◆ **SUPPLIED DATA**

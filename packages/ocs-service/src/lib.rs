pub mod admin;
pub mod browse;
pub mod compose;
pub mod facet_lookup;
pub mod facets;
pub mod response;
pub mod rules;
pub mod search;
pub mod spelling;

mod error;

pub use browse::BrowseOptions;
pub use compose::BrowsePlan;
pub use error::{Error, Result};
pub use response::SearchResponse;
pub use rules::{ResolvedRules, RuleContext};

use std::{collections::HashMap, future::Future, pin::Pin, sync::Arc};

use serde::{Deserialize, Serialize};
use serde_json::Value;

use ocs_config::Config;
use ocs_domain::{Locale, ResultSet, StructuredQuery};
use ocs_providers::{
	Endpoint,
	solr::{self, AnalysisRequest, UpdateCommand},
};

pub type BoxFuture<'a, T> = Pin<Box<dyn Future<Output = T> + Send + 'a>>;

pub type BoxError = Box<dyn std::error::Error + Send + Sync>;

/// Transport to the search backend.
pub trait BackendClient
where
	Self: Send + Sync,
{
	fn execute<'a>(
		&'a self,
		endpoint: &'a Endpoint,
		query: &'a StructuredQuery,
	) -> BoxFuture<'a, Result<ResultSet, BoxError>>;

	fn ping<'a>(&'a self, endpoint: &'a Endpoint) -> BoxFuture<'a, Result<Value, BoxError>>;

	fn commit<'a>(&'a self, endpoint: &'a Endpoint) -> BoxFuture<'a, Result<Value, BoxError>>;

	fn rollback<'a>(&'a self, endpoint: &'a Endpoint) -> BoxFuture<'a, Result<Value, BoxError>>;

	fn delete_by_query<'a>(
		&'a self,
		endpoint: &'a Endpoint,
		query: &'a str,
	) -> BoxFuture<'a, Result<Value, BoxError>>;

	fn analyze<'a>(
		&'a self,
		endpoint: &'a Endpoint,
		request: &'a AnalysisRequest,
	) -> BoxFuture<'a, Result<Value, BoxError>>;

	fn term_vector<'a>(
		&'a self,
		endpoint: &'a Endpoint,
		query: &'a str,
		fields: &'a [String],
	) -> BoxFuture<'a, Result<Value, BoxError>>;
}

/// Resolves the merchandising rules that apply to one request.
pub trait RuleResolver
where
	Self: Send + Sync,
{
	fn resolve<'a>(
		&'a self,
		ctx: &'a RuleContext,
	) -> BoxFuture<'a, Result<ResolvedRules, BoxError>>;
}

#[derive(Debug, Clone, Copy, PartialEq, Eq, Hash, Serialize, Deserialize)]
#[serde(rename_all = "snake_case")]
pub enum Collection {
	Catalog,
	Rules,
	Autocomplete,
}
impl Collection {
	pub fn as_str(self) -> &'static str {
		match self {
			Self::Catalog => "catalog",
			Self::Rules => "rules",
			Self::Autocomplete => "autocomplete",
		}
	}
}

#[derive(Debug, Clone, PartialEq, Eq, Serialize, Deserialize)]
pub struct SiteContext {
	pub id: String,
	pub default_catalog: Option<String>,
}
impl SiteContext {
	pub fn new(id: impl Into<String>, default_catalog: Option<String>) -> Self {
		Self { id: id.into(), default_catalog }
	}

	pub fn catalog_id(&self) -> Option<&str> {
		self.default_catalog.as_deref().filter(|catalog| !catalog.trim().is_empty())
	}
}

/// Per-language endpoints, one per collection, built once from configuration.
#[derive(Debug, Clone)]
pub struct Endpoints {
	by_language: HashMap<(Collection, String), Endpoint>,
}
impl Endpoints {
	pub fn from_config(cfg: &Config) -> Self {
		let backend = &cfg.backend;
		let mut by_language = HashMap::new();

		for language in &backend.locales {
			let language = language.to_ascii_lowercase();
			let base_url = backend.locale_urls.get(&language).unwrap_or(&backend.url);

			for (collection, name) in [
				(Collection::Catalog, &backend.catalog_collection),
				(Collection::Rules, &backend.rules_collection),
				(Collection::Autocomplete, &backend.autocomplete_collection),
			] {
				by_language.insert(
					(collection, language.clone()),
					Endpoint {
						base_url: base_url.clone(),
						collection: format!("{name}_{language}"),
						timeout_ms: backend.timeout_ms,
						default_headers: backend.default_headers.clone(),
					},
				);
			}
		}

		Self { by_language }
	}

	pub fn get(&self, collection: Collection, locale: &Locale) -> Result<&Endpoint> {
		self.by_language.get(&(collection, locale.language.clone())).ok_or_else(|| {
			Error::Configuration {
				message: format!(
					"No {} collection is configured for language '{}'.",
					collection.as_str(),
					locale.language
				),
			}
		})
	}
}

#[derive(Clone)]
pub struct Providers {
	pub backend: Arc<dyn BackendClient>,
	pub rules: Arc<dyn RuleResolver>,
}
impl Providers {
	pub fn new(backend: Arc<dyn BackendClient>, rules: Arc<dyn RuleResolver>) -> Self {
		Self { backend, rules }
	}

	/// Providers backed by the HTTP backend adapter.
	pub fn with_rules(rules: Arc<dyn RuleResolver>) -> Self {
		Self { backend: Arc::new(DefaultBackend), rules }
	}
}

pub struct SearchService {
	pub cfg: Config,
	pub endpoints: Endpoints,
	pub providers: Providers,
}
impl SearchService {
	pub fn new(cfg: Config, rules: Arc<dyn RuleResolver>) -> Self {
		Self::with_providers(cfg, Providers::with_rules(rules))
	}

	pub fn with_providers(cfg: Config, providers: Providers) -> Self {
		let endpoints = Endpoints::from_config(&cfg);

		Self { cfg, endpoints, providers }
	}

	/// The caller's locale, or the configured default.
	pub fn resolve_locale(&self, locale: Option<&Locale>) -> Result<Locale> {
		if let Some(locale) = locale {
			return Ok(locale.clone());
		}

		self.cfg.service.default_locale.parse().map_err(|_| Error::Configuration {
			message: format!(
				"Default locale '{}' is not a valid locale.",
				self.cfg.service.default_locale
			),
		})
	}
}

struct DefaultBackend;

impl BackendClient for DefaultBackend {
	fn execute<'a>(
		&'a self,
		endpoint: &'a Endpoint,
		query: &'a StructuredQuery,
	) -> BoxFuture<'a, Result<ResultSet, BoxError>> {
		Box::pin(async move { solr::select(endpoint, query).await.map_err(BoxError::from) })
	}

	fn ping<'a>(&'a self, endpoint: &'a Endpoint) -> BoxFuture<'a, Result<Value, BoxError>> {
		Box::pin(async move { solr::ping(endpoint).await.map_err(BoxError::from) })
	}

	fn commit<'a>(&'a self, endpoint: &'a Endpoint) -> BoxFuture<'a, Result<Value, BoxError>> {
		Box::pin(async move {
			solr::update(endpoint, &UpdateCommand::Commit).await.map_err(BoxError::from)
		})
	}

	fn rollback<'a>(&'a self, endpoint: &'a Endpoint) -> BoxFuture<'a, Result<Value, BoxError>> {
		Box::pin(async move {
			solr::update(endpoint, &UpdateCommand::Rollback).await.map_err(BoxError::from)
		})
	}

	fn delete_by_query<'a>(
		&'a self,
		endpoint: &'a Endpoint,
		query: &'a str,
	) -> BoxFuture<'a, Result<Value, BoxError>> {
		Box::pin(async move {
			let command = UpdateCommand::DeleteByQuery(query.to_string());

			solr::update(endpoint, &command).await.map_err(BoxError::from)
		})
	}

	fn analyze<'a>(
		&'a self,
		endpoint: &'a Endpoint,
		request: &'a AnalysisRequest,
	) -> BoxFuture<'a, Result<Value, BoxError>> {
		Box::pin(async move { solr::analyze(endpoint, request).await.map_err(BoxError::from) })
	}

	fn term_vector<'a>(
		&'a self,
		endpoint: &'a Endpoint,
		query: &'a str,
		fields: &'a [String],
	) -> BoxFuture<'a, Result<Value, BoxError>> {
		Box::pin(async move {
			solr::term_vector(endpoint, query, fields).await.map_err(BoxError::from)
		})
	}
}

◆ **YOUR ASSIGNMENT**
Scan the data above and state how many of its lines contain the string "RuleResolver", with no other content.

◆ **TASK RESPONSE**
5